Le soleil cogne sans pitié, et ma tête tambourine encore de la migraine de la veille. Comme si ça ne suffisait pas, j'ai une bosse au milieu du front qui pousse après ma chute d'hier. Je me redresse en regardant dans le rétroviseur. Diantre ! Voilà que je me transforme en licorne. Toutefois, je ne pète pas des paillettes ni ne vomis des arcs-en-ciel.

J'ai décollé directement après mon réveil. Ne voulant pas perdre une minute de plus dans cette piaule. Voulant occuper mon esprit qui part en vrille. L'occupant le plus possible après ma nuit chaotique, remontant ce fichu souvenir que je ne voulais pas revoir.

Je suis sur l'Interstate 77, direction Rock Hill, Caroline du Sud. Une petite bourgade bien tranquille avec ses briques rouges. Généralement, il ne s'y passe rien. Les habitants y vivent paisiblement, ne se doutant pas un seul instant que pendant plusieurs années, mon mentor m'a reconstruite après m'avoir vu tuer ce monstre. Un bien grand gaillard, qu'il ne fallait surtout pas chauffer. Je m'y suis frotté. Au début, il laissait passer, mais après, j'avais intérêt à courir vite. Malheur à moi. Cependant, c'était ma bouffée d'oxygène.

Quelques heures après, j'arrive à ma destination. L'endroit est calme. Empli de quelques bosquets. Je m'appuie contre le capot de la Ford, fumant ma cigarette, le regard perdu. Occultant les habitants parcourant les rues comme si tout était normal. Rien ne l'est. Je tire sur ma clope repensant à lui. Au souvenir de ce grand bonhomme qui m'a donné une raison de vivre. Étreignant mon cœur de pierre.

Vise les cannettes bordel !

C'est ce que je fais, pétard de pétard, répliqué-je en tenant la carabine.

Darius, plus communément appelé le royal. Grand, baraqué. Une allure de bûcheron qui s'est trompé de pays. Une barbe noire fournit sa mâchoire carrée. Son nez est tordu, sûrement pété à cause de nombreuses bagarres.

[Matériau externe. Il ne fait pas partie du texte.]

fn circle_slots(count: usize, spacing: f32) -> Vec<Vec3> {
    let radius = circle_radius(count, spacing);
    let step = TAU / count.max(1) as f32;
    (0..count)
        .map(|i| {
            let angle = i as f32 * step;
            Vec3::new(angle.sin() * radius, 0.0, angle.cos() * radius)
        })
        .collect()
}

fn wedge_slots(count: usize, spacing: f32) -> Vec<Vec3> {
    let mut slots = Vec::with_capacity(count);
    let mut row: usize = 0;
    while slots.len() < count {
        let in_row = row.saturating_add(1);
        let half = row as f32 * 0.5;
        let z = -(row as f32) * spacing * WEDGE_ROW_FACTOR;
        for j in 0..in_row {
            if slots.len() == count {
                break;
            }
            slots.push(Vec3::new((j as f32 - half) * spacing, 0.0, z));
        }
        row = in_row;
    }
    slots
}

fn v_slots(count: usize, spacing: f32) -> Vec<Vec3> {
    let (sin, cos) = V_WING_ANGLE_DEG.to_radians().sin_cos();
    (0..count)
        .map(|i| {
            if i == 0 {
                return Vec3::ZERO;
            }
            // 1, 2 -> rank 1 (left, right); 3, 4 -> rank 2; ...
            let rank = i.saturating_add(1) / 2;
            let side = if i % 2 == 1 { -1.0 } else { 1.0 };
            let reach = rank as f32 * spacing;
            Vec3::new(side * reach * sin, 0.0, -reach * cos)
        })
        .collect()
}

fn box_slots(count: usize, spacing: f32) -> Vec<Vec3> {
    if count == 0 {
        return Vec::new();
    }
    let mut columns: usize = 1;
    while columns.saturating_mul(columns) < count {
        columns = columns.saturating_add(1);
    }
    let rows = count.div_ceil(columns);
    let half_x = columns.saturating_sub(1) as f32 * 0.5;
    let half_z = rows.saturating_sub(1) as f32 * 0.5;
    (0..count)
        .map(|i| {
            let column = i.checked_rem(columns).unwrap_or(0);
            let row = i.checked_div(columns).unwrap_or(0);
            Vec3::new(
                (column as f32 - half_x) * spacing,
                0.0,
                (half_z - row as f32) * spacing,
            )
        })
        .collect()
}

/// One position in a formation.
#[derive(Debug, Clone, Copy, PartialEq, Serialize)]
pub struct FormationSlot {
    /// Offset from the anchor in the formation's local frame.
    pub offset: Vec3,
    /// Fill order; lower values are filled first.
    pub priority: usize,
    /// The agent holding the slot.
    pub occupant: Option<AgentId>,
}

/// What a formation is positioned relative to.
#[derive(Debug, Clone, Copy, PartialEq, Serialize, Deserialize)]
pub enum FormationAnchor {
    /// A fixed world pose.
    Fixed {
        /// Anchor position.
        position: Vec3,
        /// Forward direction of the formation.
        heading: Vec3,
    },
    /// Follows an agent's position and yaw.
    Leader(AgentId),
}

/// A named formation and its slots.
#[derive(Debug, Clone, PartialEq, Serialize)]
pub struct Formation {
    id: FormationId,
    name: String,
    kind: FormationKind,
    spacing: f32,
    anchor: FormationAnchor,
    slots: Vec<FormationSlot>,
}

impl Formation {
    /// The formation's identifier.
    pub const fn id(&self) -> FormationId {
        self.id
    }

    /// The name given at creation.
    pub fn name(&self) -> &str {
        &self.name
    }

    /// Current shape.
    pub const fn kind(&self) -> &FormationKind {
        &self.kind
    }

    /// Current spacing.
    pub const fn spacing(&self) -> f32 {
        self.spacing
    }

    /// Current anchor.
    pub const fn anchor(&self) -> FormationAnchor {
        self.anchor
    }

    /// Slots in fill order.
    pub fn slots(&self) -> &[FormationSlot] {
        &self.slots
    }

    /// Number of occupied slots.
    pub fn occupied(&self) -> usize {
        self.slots.iter().filter(|s| s.occupant.is_some()).count()
    }

    /// Whether every slot is taken.
    pub fn is_full(&self) -> bool {
        self.slots.iter().all(|s| s.occupant.is_some())
    }

    /// Slot index held by `agent`.
    pub fn slot_of(&self, agent: AgentId) -> Option<usize> {
        self.slots.iter().position(|s| s.occupant == Some(agent))
    }

    /// Anchor pose, resolving a leader anchor through `lookup`.
    ///
    /// Returns `None` while the leader is missing or dead.
    fn anchor_pose<F>(&self, lookup: &F) -> Option<(Vec3, Vec3)>
    where
        F: Fn(AgentId) -> Option<Neighbor>,
    {
        match self.anchor {
            FormationAnchor::Fixed { position, heading } => Some((position, heading)),
            FormationAnchor::Leader(leader) => lookup(leader)
                .filter(Neighbor::is_alive)
                .map(|n| (n.position, n.heading)),
        }
    }

    fn slot_world_position<F>(&self, slot: usize, lookup: &F) -> Option<Vec3>
    where
        F: Fn(AgentId) -> Option<Neighbor>,
    {
        let offset = self.slots.get(slot)?.offset;
        let (position, heading) = self.anchor_pose(lookup)?;
        Some(position + yaw_rotation(heading) * offset)
    }

    fn build_slots(kind: &FormationKind, count: usize, spacing: f32) -> Vec<FormationSlot> {
        generate_slots(kind, count, spacing)
            .into_iter()
            .enumerate()
            .map(|(priority, offset)| FormationSlot {
                offset,
                priority,
                occupant: None,
            })
            .collect()
    }
}

/// Owns every formation and the agent-to-slot assignments.
///
/// An agent holds at most one slot across all formations.
#[derive(Debug, Default)]
pub struct FormationCoordinator {
    formations: BTreeMap<FormationId, Formation>,
    members: HashMap<AgentId, FormationId>,
    ids: IdSequence,
}

impl FormationCoordinator {
    /// Create an empty coordinator.
    pub fn new() -> Self {
        Self::default()
    }

    /// Create a formation with `count` slots.
    ///
    /// # Errors
    ///
    /// Returns [`SimulationError::InvalidFormation`] if `spacing` is not a
    /// positive finite number, or [`SimulationError::IdsExhausted`] if no
    /// identifiers remain.
    pub fn create(
        &mut self,
        name: impl Into<String>,
        kind: FormationKind,
        count: usize,
        spacing: f32,
        anchor: FormationAnchor,
    ) -> Result<FormationId, SimulationError> {
        check_spacing(spacing)?;
        let id: FormationId = self.ids.next_id().ok_or(SimulationError::IdsExhausted)?;
        let name = name.into();
        let slots = Formation::build_slots(&kind, count, spacing);
        info!(formation = %id, name = %name, kind = ?kind, slots = slots.len(), "Formation created");
        self.formations.insert(
            id,
            Formation {
                id,
                name,
                kind,
                spacing,
                anchor,
                slots,
            },
        );
        Ok(id)
    }

    /// Look up a formation.
    pub fn get(&self, id: FormationId) -> Option<&Formation> {
        self.formations.get(&id)
    }

    /// First formation with the given name.
    pub fn find_by_name(&self, name: &str) -> Option<FormationId> {
        self.formations.values().find(|f| f.name == name).map(Formation::id)
    }

    /// Every formation in id order.
    pub fn iter(&self) -> impl Iterator<Item = &Formation> {
        self.formations.values()
    }

    /// Number of formations.
    pub fn len(&self) -> usize {
        self.formations.len()
    }

    /// Whether there are no formations.
    pub fn is_empty(&self) -> bool {
        self.formations.is_empty()
    }

    /// The formation `agent` belongs to.
    pub fn formation_of(&self, agent: AgentId) -> Option<FormationId> {
        self.members.get(&agent).copied()
    }

    /// Delete a formation, releasing its members. Returns the released
    /// agents.
    pub fn remove(&mut self, id: FormationId) -> Vec<AgentId> {
        let Some(formation) = self.formations.remove(&id) else {
            return Vec::new();
        };
        let released: Vec<AgentId> = formation.slots.iter().filter_map(|s| s.occupant).collect();
        for agent in &released {
            self.members.remove(agent);
        }
        info!(formation = %id, released = released.len(), "Formation removed");
        released
    }

    /// Put `agent` in the first free slot.
    ///
    /// Returns `None` if the formation is unknown or full, or if the agent
    /// already holds a slot anywhere.
    pub fn assign(&mut self, formation: FormationId, agent: AgentId) -> Option<usize> {
        if self.members.contains_key(&agent) {
            return None;
        }
        let entry = self.formations.get_mut(&formation)?;
        let (index, slot) = entry
            .slots
            .iter_mut()
            .enumerate()
            .filter(|(_, s)| s.occupant.is_none())
            .min_by_key(|(_, s)| s.priority)?;
        slot.occupant = Some(agent);
        self.members.insert(agent, formation);
        debug!(formation = %formation, agent = %agent, slot = index, "Slot assigned");
        Some(index)
    }

    /// Put `agent` in a specific slot. Fails if the slot is taken or the
    /// agent already holds a slot.
    pub fn assign_to_slot(&mut self, formation: FormationId, agent: AgentId, slot: usize) -> bool {
        if self.members.contains_key(&agent) {
            return false;
        }
        let Some(target) = self
            .formations
            .get_mut(&formation)
            .and_then(|f| f.slots.get_mut(slot))
            .filter(|s| s.occupant.is_none())
        else {
            return false;
        };
        target.occupant = Some(agent);
        self.members.insert(agent, formation);
        true
    }

    /// Free the slot `agent` holds in `formation`.
    pub fn unassign(&mut self, formation: FormationId, agent: AgentId) -> bool {
        let Some(slot) = self
            .formations
            .get_mut(&formation)
            .and_then(|f| f.slots.iter_mut().find(|s| s.occupant == Some(agent)))
        else {
            return false;
        };
        slot.occupant = None;
        self.members.remove(&agent);
        true
    }

    /// Free whatever slot `agent` holds. Used when an agent is despawned.
    pub fn release_agent(&mut self, agent: AgentId) -> bool {
        self.members
            .get(&agent)
            .copied()
            .is_some_and(|formation| self.unassign(formation, agent))
    }

    /// Change shape, size, or spacing.
    ///
    /// Current occupants keep their relative order and move into the new
    /// slots by priority. Agents that no longer fit are unassigned and
    /// returned.
    ///
    /// # Errors
    ///
    /// Returns [`SimulationError::InvalidFormation`] if the formation is
    /// unknown or `spacing` is invalid.
    pub fn regenerate(
        &mut self,
        formation: FormationId,
        kind: FormationKind,
        count: usize,
        spacing: f32,
    ) -> Result<Vec<AgentId>, SimulationError> {
        check_spacing(spacing)?;
        let entry = self
            .formations
            .get_mut(&formation)
            .ok_or(SimulationError::InvalidFormation("unknown formation"))?;

        let mut occupants: Vec<(usize, AgentId)> = entry
            .slots
            .iter()
            .filter_map(|s| s.occupant.map(|a| (s.priority, a)))
            .collect();
        occupants.sort_unstable_by_key(|&(priority, _)| priority);

        // Fresh slots come out in priority order.
        let mut slots = Formation::build_slots(&kind, count, spacing);
        let mut waiting = occupants.into_iter().map(|(_, agent)| agent);
        for slot in &mut slots {
            let Some(agent) = waiting.next() else {
                break;
            };
            slot.occupant = Some(agent);
        }
        let overflow: Vec<AgentId> = waiting.collect();
        for agent in &overflow {
            self.members.remove(agent);
        }

        entry.kind = kind;
        entry.spacing = spacing;
        entry.slots = slots;
        info!(
            formation = %formation,
            slots = entry.slots.len(),
            overflow = overflow.len(),
            "Formation regenerated"
        );
        Ok(overflow)
    }

    /// Move the anchor.
    pub fn set_anchor(&mut self, formation: FormationId, anchor: FormationAnchor) -> bool {
        self.formations
            .get_mut(&formation)
            .map(|f| f.anchor = anchor)
            .is_some()
    }

    /// World position of one slot, or `None` if the formation, slot, or
    /// leader is missing.
    pub fn slot_world_position<F>(&self, formation: FormationId, slot: usize, lookup: F) -> Option<Vec3>
    where
        F: Fn(AgentId) -> Option<Neighbor>,
    {
        self.formations.get(&formation)?.slot_world_position(slot, &lookup)
    }

    /// Send every occupant its slot's current world position.
    ///
    /// A leader that occupies a slot in its own formation is not sent
    /// updates. Occupants that `lookup` cannot find, or that are dead, are
    /// skipped. Returns the number of messages queued.
    pub fn update<F>(&self, lookup: F, bus: &mut MessageBus, time: f64) -> usize
    where
        F: Fn(AgentId) -> Option<Neighbor>,
    {
        let mut sent: usize = 0;
        for formation in self.formations.values() {
            let Some((position, heading)) = formation.anchor_pose(&lookup) else {
                debug!(formation = %formation.id, "Formation anchor unavailable");
                continue;
            };
            let leader = match formation.anchor {
                FormationAnchor::Leader(id) => Some(id),
                FormationAnchor::Fixed { .. } => None,
            };
            let rotation = yaw_rotation(heading);
            for slot in &formation.slots {
                let Some(agent) = slot.occupant.filter(|a| Some(*a) != leader) else {
                    continue;
                };
                if !lookup(agent).is_some_and(|n| n.is_alive()) {
                    continue;
                }
                let target = position + rotation * slot.offset;
                bus.send(agent, Message::formation_update(formation.id, target).at(time));
                sent = sent.saturating_add(1);
            }
        }
        sent
    }
}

Ses sourcils broussailleux soulignent ses yeux verts d'eau. Aussi blancs qu'un cul de poule, pourtant ses cheveux noirs sont bouclés comme un mouton mexicain. Me suis-je foutu de sa gueule ? Ah, n'en pas douter.

Néanmoins, c'est lui qui m'a ramassé dans cette salle blanche. Après que j'ai broyé les bijoux de ce monstre. L'éventrant en le faisant saigner comme un porc. Tranchant sa carotide avec une précision méticuleuse. Me libérant d'années de torture. Cependant, je n'avais qu'une envie. Mourir. Il m'a prise sous son aile. Me parlant doucement, faisant face à un chiot effrayé. Je l'ai même mordu. C'est là-bas que, pour la dernière fois, je vis mes parents. Partir en fumée. Ces raclures aveuglées par ce fumier. Trop jeune pour comprendre à l'époque. Trop de souvenirs douloureux.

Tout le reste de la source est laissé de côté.